• [PROBLEM REQUIREMENTS]
Return every line in the entries below where the word "bundled" shows up.

(Stored data)
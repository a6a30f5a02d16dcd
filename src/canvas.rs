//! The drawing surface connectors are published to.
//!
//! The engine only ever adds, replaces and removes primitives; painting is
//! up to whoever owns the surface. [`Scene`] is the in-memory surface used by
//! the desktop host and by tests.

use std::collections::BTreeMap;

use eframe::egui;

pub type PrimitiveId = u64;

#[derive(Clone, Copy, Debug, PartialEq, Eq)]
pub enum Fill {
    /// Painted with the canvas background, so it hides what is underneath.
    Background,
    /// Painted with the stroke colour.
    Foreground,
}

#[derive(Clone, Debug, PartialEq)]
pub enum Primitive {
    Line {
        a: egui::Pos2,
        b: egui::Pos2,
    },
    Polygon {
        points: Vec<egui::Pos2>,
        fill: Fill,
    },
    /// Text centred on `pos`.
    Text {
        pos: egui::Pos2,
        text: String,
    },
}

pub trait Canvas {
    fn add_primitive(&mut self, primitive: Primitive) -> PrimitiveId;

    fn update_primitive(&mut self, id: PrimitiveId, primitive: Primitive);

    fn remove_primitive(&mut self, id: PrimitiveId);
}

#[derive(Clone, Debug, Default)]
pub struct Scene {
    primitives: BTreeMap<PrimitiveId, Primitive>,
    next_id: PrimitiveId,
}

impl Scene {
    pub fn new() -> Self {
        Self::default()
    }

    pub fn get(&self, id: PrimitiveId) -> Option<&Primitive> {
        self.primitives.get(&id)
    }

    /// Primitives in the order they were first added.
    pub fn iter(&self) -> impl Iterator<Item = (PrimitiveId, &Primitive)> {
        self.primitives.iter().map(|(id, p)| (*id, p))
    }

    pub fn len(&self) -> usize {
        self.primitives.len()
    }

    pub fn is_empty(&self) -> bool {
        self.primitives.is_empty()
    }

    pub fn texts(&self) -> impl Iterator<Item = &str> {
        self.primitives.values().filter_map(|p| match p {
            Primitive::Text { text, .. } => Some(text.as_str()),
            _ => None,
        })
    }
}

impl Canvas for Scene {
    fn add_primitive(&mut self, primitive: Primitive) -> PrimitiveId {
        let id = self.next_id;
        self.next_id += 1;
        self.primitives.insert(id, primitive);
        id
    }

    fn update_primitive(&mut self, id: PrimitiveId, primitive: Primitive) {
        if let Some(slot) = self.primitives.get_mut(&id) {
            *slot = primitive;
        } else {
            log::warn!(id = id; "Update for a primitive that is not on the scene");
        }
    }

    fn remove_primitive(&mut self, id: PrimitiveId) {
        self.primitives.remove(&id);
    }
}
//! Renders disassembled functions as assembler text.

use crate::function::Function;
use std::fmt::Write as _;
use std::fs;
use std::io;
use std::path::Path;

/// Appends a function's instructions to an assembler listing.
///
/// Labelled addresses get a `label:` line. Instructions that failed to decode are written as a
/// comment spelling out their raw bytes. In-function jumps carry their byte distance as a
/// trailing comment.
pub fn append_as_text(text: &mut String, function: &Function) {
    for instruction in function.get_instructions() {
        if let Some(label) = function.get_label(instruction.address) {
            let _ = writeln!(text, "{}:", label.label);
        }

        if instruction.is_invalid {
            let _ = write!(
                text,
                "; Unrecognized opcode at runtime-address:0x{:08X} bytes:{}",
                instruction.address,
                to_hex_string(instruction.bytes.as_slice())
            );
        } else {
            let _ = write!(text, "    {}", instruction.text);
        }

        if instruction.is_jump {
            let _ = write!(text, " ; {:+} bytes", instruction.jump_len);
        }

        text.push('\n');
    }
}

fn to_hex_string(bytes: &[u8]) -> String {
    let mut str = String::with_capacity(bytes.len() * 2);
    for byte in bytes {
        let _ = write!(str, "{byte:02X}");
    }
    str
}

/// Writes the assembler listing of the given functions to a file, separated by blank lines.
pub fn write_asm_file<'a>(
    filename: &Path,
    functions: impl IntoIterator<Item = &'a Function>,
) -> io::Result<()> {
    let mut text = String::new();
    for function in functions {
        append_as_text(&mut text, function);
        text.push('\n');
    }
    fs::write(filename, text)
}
==
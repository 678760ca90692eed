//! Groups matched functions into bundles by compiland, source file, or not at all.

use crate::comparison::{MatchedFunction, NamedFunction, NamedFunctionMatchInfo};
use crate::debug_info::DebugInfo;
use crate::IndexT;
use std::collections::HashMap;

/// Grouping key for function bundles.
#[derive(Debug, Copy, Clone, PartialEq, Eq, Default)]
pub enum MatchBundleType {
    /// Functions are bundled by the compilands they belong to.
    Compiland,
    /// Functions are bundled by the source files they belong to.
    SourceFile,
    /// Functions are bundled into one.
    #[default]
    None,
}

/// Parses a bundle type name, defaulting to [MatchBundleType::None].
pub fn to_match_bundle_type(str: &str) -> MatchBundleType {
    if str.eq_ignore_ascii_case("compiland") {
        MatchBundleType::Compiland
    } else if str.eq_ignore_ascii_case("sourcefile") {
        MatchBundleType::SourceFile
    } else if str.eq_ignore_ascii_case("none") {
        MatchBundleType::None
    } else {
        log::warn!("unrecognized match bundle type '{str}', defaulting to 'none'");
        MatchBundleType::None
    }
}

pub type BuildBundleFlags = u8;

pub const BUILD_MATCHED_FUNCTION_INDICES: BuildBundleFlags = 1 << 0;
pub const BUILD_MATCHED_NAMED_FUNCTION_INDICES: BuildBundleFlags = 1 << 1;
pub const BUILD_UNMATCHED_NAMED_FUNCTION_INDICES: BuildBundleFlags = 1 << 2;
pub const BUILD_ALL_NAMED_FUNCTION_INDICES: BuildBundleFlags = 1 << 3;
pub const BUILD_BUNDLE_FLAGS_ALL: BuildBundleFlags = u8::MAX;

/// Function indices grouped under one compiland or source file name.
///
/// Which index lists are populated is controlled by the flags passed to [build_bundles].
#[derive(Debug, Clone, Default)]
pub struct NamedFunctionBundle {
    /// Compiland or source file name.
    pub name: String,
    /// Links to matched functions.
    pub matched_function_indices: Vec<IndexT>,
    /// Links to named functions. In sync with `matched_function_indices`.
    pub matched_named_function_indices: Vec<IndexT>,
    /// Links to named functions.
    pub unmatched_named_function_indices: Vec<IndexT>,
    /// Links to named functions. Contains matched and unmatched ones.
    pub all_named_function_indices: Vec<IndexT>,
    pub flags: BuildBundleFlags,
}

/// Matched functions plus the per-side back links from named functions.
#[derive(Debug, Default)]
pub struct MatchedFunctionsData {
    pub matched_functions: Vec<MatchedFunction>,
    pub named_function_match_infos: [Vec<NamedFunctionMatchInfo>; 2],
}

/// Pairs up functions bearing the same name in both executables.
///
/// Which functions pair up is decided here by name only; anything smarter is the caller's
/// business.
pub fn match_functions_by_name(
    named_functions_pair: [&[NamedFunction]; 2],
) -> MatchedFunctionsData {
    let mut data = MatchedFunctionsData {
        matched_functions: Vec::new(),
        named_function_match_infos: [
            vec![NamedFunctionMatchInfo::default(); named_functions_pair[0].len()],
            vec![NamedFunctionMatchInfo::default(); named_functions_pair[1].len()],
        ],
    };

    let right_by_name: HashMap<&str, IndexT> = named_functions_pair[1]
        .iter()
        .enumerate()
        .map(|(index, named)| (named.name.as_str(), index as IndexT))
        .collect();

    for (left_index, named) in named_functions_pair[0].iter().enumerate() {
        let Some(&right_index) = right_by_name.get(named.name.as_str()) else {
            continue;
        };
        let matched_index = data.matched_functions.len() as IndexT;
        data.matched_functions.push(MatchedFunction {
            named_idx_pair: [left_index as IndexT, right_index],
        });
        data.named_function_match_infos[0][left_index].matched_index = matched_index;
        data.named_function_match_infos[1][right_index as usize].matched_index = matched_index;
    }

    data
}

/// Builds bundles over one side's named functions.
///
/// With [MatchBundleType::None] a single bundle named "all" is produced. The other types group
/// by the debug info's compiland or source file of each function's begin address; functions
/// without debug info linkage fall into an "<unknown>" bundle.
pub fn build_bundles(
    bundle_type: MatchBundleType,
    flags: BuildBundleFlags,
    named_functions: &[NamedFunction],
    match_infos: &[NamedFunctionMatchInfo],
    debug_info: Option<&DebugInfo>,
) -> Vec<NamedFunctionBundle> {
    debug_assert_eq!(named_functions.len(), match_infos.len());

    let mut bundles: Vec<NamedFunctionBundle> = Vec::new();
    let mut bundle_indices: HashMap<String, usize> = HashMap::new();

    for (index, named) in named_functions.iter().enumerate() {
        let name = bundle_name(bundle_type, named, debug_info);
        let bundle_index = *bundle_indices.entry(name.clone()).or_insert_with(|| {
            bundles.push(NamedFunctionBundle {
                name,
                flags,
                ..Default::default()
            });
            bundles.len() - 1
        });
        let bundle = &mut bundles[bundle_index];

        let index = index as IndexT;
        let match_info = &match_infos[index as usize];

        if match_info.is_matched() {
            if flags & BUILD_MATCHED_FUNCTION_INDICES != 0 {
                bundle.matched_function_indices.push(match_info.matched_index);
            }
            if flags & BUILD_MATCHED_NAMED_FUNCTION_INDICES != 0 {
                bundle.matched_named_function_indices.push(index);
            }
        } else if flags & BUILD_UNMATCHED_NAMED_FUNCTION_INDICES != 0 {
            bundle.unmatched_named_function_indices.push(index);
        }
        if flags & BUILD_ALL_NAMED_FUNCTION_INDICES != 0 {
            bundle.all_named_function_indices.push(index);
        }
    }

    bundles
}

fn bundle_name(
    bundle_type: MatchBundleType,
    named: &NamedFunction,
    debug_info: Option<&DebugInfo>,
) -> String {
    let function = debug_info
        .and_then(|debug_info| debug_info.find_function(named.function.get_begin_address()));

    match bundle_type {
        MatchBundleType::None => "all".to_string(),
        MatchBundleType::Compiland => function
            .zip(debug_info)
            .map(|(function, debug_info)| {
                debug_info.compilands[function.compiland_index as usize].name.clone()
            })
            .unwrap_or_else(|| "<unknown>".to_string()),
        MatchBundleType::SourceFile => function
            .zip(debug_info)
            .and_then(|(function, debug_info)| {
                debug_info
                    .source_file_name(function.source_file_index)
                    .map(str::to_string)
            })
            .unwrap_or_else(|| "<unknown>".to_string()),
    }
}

• [COMPLETED EXERCISE]
    /// Functions are bundled by the compilands they belong to.
    /// Functions are bundled by the source files they belong to.
    /// Functions are bundled into one.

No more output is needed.